金丝桃素介导的光动力学疗法对K562细胞活性与自噬的影响

The effect of Hyp-PDT on K562 activity and autophagy pathway of leukemia cells cultured in vitro

目的:观察金丝桃素介导的光动力学疗法(Hyp-PDT)对慢性髓性白血病细胞(K562细胞株)活性与自噬的影响。方法:体外培养K562细胞株经过含金丝桃素(0.4μg/mL)的培养液避光孵育后,采用0.3 m W/cm^2光强度及照射4 min实施Hyp-PDT,CCK-8法测定细胞活性。收集照射前,照射后4、8、16 h的细胞悬液,分别在光镜和电镜下观察细胞形态学及自噬体数量,Western blot检测自噬相关蛋白LC3、Beclin-1、p-Akt、Akt的表达水平。结果:金丝桃素组光照后细胞活性随时间延长逐渐降低,与光照前比较,差异均有统计学意义(P<0.01),且与正常细胞组、DMSO细胞组比,所有时间点的细胞活性均显著降低(均P<0.01)。Hyp-PDT干预后,金丝桃素组光照后部分细胞出现细胞肿胀变性甚至溶解破裂。透射电镜显示K562细胞照射前即存在自噬体,照射后8 h DMSO组中的自噬体数量开始增多,但金丝桃素组的自噬体数量明显减少。Western blot结果显示:照射后8 h和16 h时金丝桃素组LC3蛋白表达量减少,而DMSO组LC3蛋白含量呈上升趋势;照射后16 h,与DMSO组比,金丝桃素组的Beclin-1蛋白含量明显下降,p-Akt蛋白表达量明显减少(均P<0.01)。结论:Hyp-PDT可能通过抑制p-Akt磷酸化,影响PI3K-Akt通路,减少K562自噬,促进细胞死亡,起到杀伤白血病肿瘤细胞的作用。

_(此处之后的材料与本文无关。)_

fn compute_deltas(prev: &CounterSnapshot, cur: &CounterSnapshot, elapsed_secs: f64) -> CounterDeltas {
    let tokens = if prev.tokens_total > 0.0 && cur.tokens_total >= prev.tokens_total {
        (cur.tokens_total - prev.tokens_total) as u64
    } else {
        0
    };

    let tokens_per_sec = if tokens > 0 && elapsed_secs > 0.0 {
        tokens as f64 / elapsed_secs
    } else {
        0.0
    };

    let sum_delta = cur.latency_sum_seconds - prev.latency_sum_seconds;
    let count_delta = cur.latency_count - prev.latency_count;
    let avg_latency_ms = if prev.latency_count > 0.0 && count_delta > 0.0 && sum_delta > 0.0 {
        sum_delta / count_delta * 1000.0
    } else {
        0.0
    };

    CounterDeltas {
        tokens,
        tokens_per_sec,
        avg_latency_ms,
    }
}

#[cfg(test)]
mod tests {
    use super::*;
    use chrono::TimeZone;

    fn key(pod: &str) -> CounterKey {
        CounterKey::new("prod", "inference", pod).expect("valid key")
    }

    fn snapshot(tokens: f64, sum: f64, count: f64) -> CounterSnapshot {
        CounterSnapshot {
            tokens_total: tokens,
            latency_sum_seconds: sum,
            latency_count: count,
        }
    }

    fn t0() -> DateTime<Utc> {
        Utc.with_ymd_and_hms(2025, 1, 1, 12, 0, 0).single().expect("valid time")
    }

    #[test]
    fn counter_key_format() {
        let k = key("llama-0");
        assert_eq!(k.as_str(), "prod/inference/llama-0");
        assert_eq!(k.to_string(), "prod/inference/llama-0");

        let identity = PodIdentity::new("prod", "inference", "llama-0", "node-a");
        assert_eq!(CounterKey::for_pod(&identity).expect("valid"), k);
    }

    #[test]
    fn counter_key_rejects_bad_components() {
        assert!(matches!(
            CounterKey::new("", "ns", "pod"),
            Err(InferenceError::InvalidCounterKey { .. })
        ));
        assert!(CounterKey::new("c", "", "pod").is_err());
        assert!(CounterKey::new("c", "ns", "").is_err());
        assert!(CounterKey::new("c", "a/b", "pod").is_err());
    }

    #[test]
    fn first_observation_is_zero() {
        let reconciler = CounterReconciler::new();
        let deltas = reconciler.observe_at(&key("p"), snapshot(1000.0, 5.0, 100.0), t0());
        assert_eq!(deltas, CounterDeltas::default());
        assert!(reconciler.contains(&key("p")));
        assert_eq!(reconciler.len(), 1);
    }

    #[test]
    fn rate_over_interval() {
        let reconciler = CounterReconciler::new();
        let k = key("p");
        reconciler.observe_at(&k, snapshot(1000.0, 0.0, 0.0), t0());
        let deltas = reconciler.observe_at(
            &k,
            snapshot(1500.0, 0.0, 0.0),
            t0() + chrono::Duration::seconds(5),
        );

        assert_eq!(deltas.tokens, 500);
        assert!((deltas.tokens_per_sec - 100.0).abs() < f64::EPSILON);
    }

    #[test]
    fn average_first_token_latency() {
        let reconciler = CounterReconciler::new();
        let k = key("p");
        reconciler.observe_at(&k, snapshot(0.0, 10.0, 100.0), t0());
        let deltas = reconciler.observe_at(
            &k,
            snapshot(0.0, 15.0, 200.0),
            t0() + chrono::Duration::seconds(15),
        );
        assert!((deltas.avg_latency_ms - 50.0).abs() < 1e-9);
    }

    #[test]
    fn latency_requires_previous_count() {
        let reconciler = CounterReconciler::new();
        let k = key("p");
        reconciler.observe_at(&k, snapshot(0.0, 0.0, 0.0), t0());
        let deltas = reconciler.observe_at(
            &k,
            snapshot(0.0, 3.0, 10.0),
            t0() + chrono::Duration::seconds(15),
        );
        assert!(deltas.avg_latency_ms.abs() < f64::EPSILON);
    }

    #[test]
    fn reset_yields_zero_then_recovers() {
        let reconciler = CounterReconciler::new();
        let k = key("p");
        let step = chrono::Duration::seconds(15);

        reconciler.observe_at(&k, snapshot(10_000.0, 0.0, 0.0), t0());
        let reset = reconciler.observe_at(&k, snapshot(100.0, 0.0, 0.0), t0() + step);
        assert_eq!(reset.tokens, 0);
        assert!(reset.tokens_per_sec.abs() < f64::EPSILON);

        let recovered = reconciler.observe_at(&k, snapshot(200.0, 0.0, 0.0), t0() + step * 2);
        assert_eq!(recovered.tokens, 100);
    }

    #[test]
    fn unchanged_counter_is_zero() {
        let reconciler = CounterReconciler::new();
        let k = key("p");
        reconciler.observe_at(&k, snapshot(500.0, 1.0, 10.0), t0());
        let deltas = reconciler.observe_at(
            &k,
            snapshot(500.0, 1.0, 10.0),
            t0() + chrono::Duration::seconds(15),
        );
        assert_eq!(deltas, CounterDeltas::default());
    }

    #[test]
    fn zero_elapsed_gives_no_rate() {
        let reconciler = CounterReconciler::new();
        let k = key("p");
        reconciler.observe_at(&k, snapshot(100.0, 0.0, 0.0), t0());
        let deltas = reconciler.observe_at(&k, snapshot(200.0, 0.0, 0.0), t0());
        assert_eq!(deltas.tokens, 100);
        assert!(deltas.tokens_per_sec.abs() < f64::EPSILON);
    }

    #[test]
    fn keys_are_independent() {
        let reconciler = CounterReconciler::new();
        reconciler.observe_at(&key("a"), snapshot(100.0, 0.0, 0.0), t0());
        let deltas = reconciler.observe_at(
            &key("b"),
            snapshot(900.0, 0.0, 0.0),
            t0() + chrono::Duration::seconds(5),
        );
        assert_eq!(deltas.tokens, 0);
        assert_eq!(reconciler.len(), 2);
    }

    #[test]
    fn eviction_boundary() {
        let reconciler = CounterReconciler::new();
        let window = chrono::Duration::minutes(10);
        let ms = chrono::Duration::milliseconds(1);

        reconciler.observe_at(&key("exact"), CounterSnapshot::default(), t0());
        reconciler.observe_at(&key("newer"), CounterSnapshot::default(), t0() + ms);
        reconciler.observe_at(&key("older"), CounterSnapshot::default(), t0() - ms);

        let evicted = reconciler.evict_stale_at(t0() + window);

        assert_eq!(evicted, 1);
        assert!(reconciler.contains(&key("exact")));
        assert!(reconciler.contains(&key("newer")));
        assert!(!reconciler.contains(&key("older")));
    }

    #[test]
    fn evicted_pod_starts_fresh() {
        let reconciler = CounterReconciler::new();
        let k = key("p");
        reconciler.observe_at(&k, snapshot(1000.0, 0.0, 0.0), t0());
        let later = t0() + chrono::Duration::minutes(11);
        assert_eq!(reconciler.evict_stale_at(later), 1);
        assert!(reconciler.is_empty());

        let deltas = reconciler.observe_at(&k, snapshot(5000.0, 0.0, 0.0), later);
        assert_eq!(deltas.tokens, 0);
    }

    #[test]
    fn custom_staleness() {
        let reconciler =
            CounterReconciler::with_staleness(Duration::from_secs(60)).expect("valid window");
        assert_eq!(reconciler.staleness(), Duration::from_secs(60));
        reconciler.observe_at(&key("p"), CounterSnapshot::default(), t0());
        assert_eq!(reconciler.evict_stale_at(t0() + chrono::Duration::seconds(61)), 1);
    }

    #[test]
    fn zero_staleness_rejected() {
        assert!(matches!(
            CounterReconciler::with_staleness(Duration::ZERO),
            Err(InferenceError::InvalidWindow { .. })
        ));
        assert_eq!(CounterReconciler::default().staleness(), DEFAULT_STALENESS);
    }

    #[test]
    fn concurrent_observations() {
        let reconciler = std::sync::Arc::new(CounterReconciler::new());
        let handles: Vec<_> = (0..8)
            .map(|i| {
                let reconciler = std::sync::Arc::clone(&reconciler);
                std::thread::spawn(move || {
                    let k = key(&format!("pod-{i}"));
                    reconciler.observe_at(&k, snapshot(100.0, 0.0, 0.0), t0());
                    reconciler.observe_at(
                        &k,
                        snapshot(200.0, 0.0, 0.0),
                        t0() + chrono::Duration::seconds(10),
                    )
                })
            })
            .collect();

        for handle in handles {
            let deltas = handle.join().expect("thread");
            assert_eq!(deltas.tokens, 100);
        }
        assert_eq!(reconciler.len(), 8);
    }

    mod proptest_tests {
        use super::*;
        use proptest::prelude::*;

        proptest! {
            #[test]
            fn deltas_never_negative(
                prev in 0.0f64..1.0e9,
                cur in 0.0f64..1.0e9,
                prev_sum in 0.0f64..1.0e6,
                cur_sum in 0.0f64..1.0e6,
                prev_count in 0.0f64..1.0e6,
                cur_count in 0.0f64..1.0e6,
                secs in 0i64..3600,
            ) {
                let reconciler = CounterReconciler::new();
                let k = key("p");
                reconciler.observe_at(&k, snapshot(prev, prev_sum, prev_count), t0());
                let deltas = reconciler.observe_at(
                    &k,
                    snapshot(cur, cur_sum, cur_count),
                    t0() + chrono::Duration::seconds(secs),
                );

                prop_assert!(deltas.tokens_per_sec >= 0.0);
                prop_assert!(deltas.avg_latency_ms >= 0.0);
                if cur < prev {
                    prop_assert_eq!(deltas.tokens, 0);
                }
            }

            #[test]
            fn monotonic_delta_matches_difference(prev in 1u64..1_000_000, step in 0u64..1_000_000, secs in 1i64..600) {
                let reconciler = CounterReconciler::new();
                let k = key("p");
                reconciler.observe_at(&k, snapshot(prev as f64, 0.0, 0.0), t0());
                let deltas = reconciler.observe_at(
                    &k,
                    snapshot((prev + step) as f64, 0.0, 0.0),
                    t0() + chrono::Duration::seconds(secs),
                );
                prop_assert_eq!(deltas.tokens, step);
                let expected = step as f64 / secs as f64;
                prop_assert!((deltas.tokens_per_sec - expected).abs() < 1e-9);
            }
        }
    }
}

Objective:To explore the effect of Hyp-PDT(Hypericin-mediated photodynamic therapy)on K562 activity and autophagy pathway of leukemia cells cultured in vitro.Methods:Human leukemia cell line K562 was cultured in vitro.Hyp-PDT was performed with 0.3 mW/cm2 light intensities and 4 min irradiation times.The CCK8 analysis was applied and the results were analyzed.Cell protein was collected instantly before irradiation,4 h,8 h and 16 h after irradiation respectively for Western blot determination of autophagy related protein.Morphological changes of K562 were observed under phase contrast microscope and electron microscopy.Results:Hyp-PDT with the light intensity of 0.3 mW/cm2 significantly decreased cell viabilities in K562 post irradiation at different time points(all P<0.01).After Hyp-PDT intervention,some cells in hypericin group showed swelling,degeneration and even dissolution after light irradiation.There were several cases of autophagy in K562 cells before irradiation,8 h after irradiation,and autophagy increased in cells treated with DMSO but decreased obviously or even disappeared in Hyp group.The expression of LC3 protein decreased in Hyp group but increased slightly in DMSO group 8 h and 16 h after irradiation.The expression of Beclin-1 decreased 16 h after Hyp-PDT and a synchronous decrease of p-Akt protein was observed. Conclusion: Hyp-PDT of K562 invitro can promote cell fatality by inhibiting autophagy in K562 cells. It may be related to the inhibition of Aktpathway.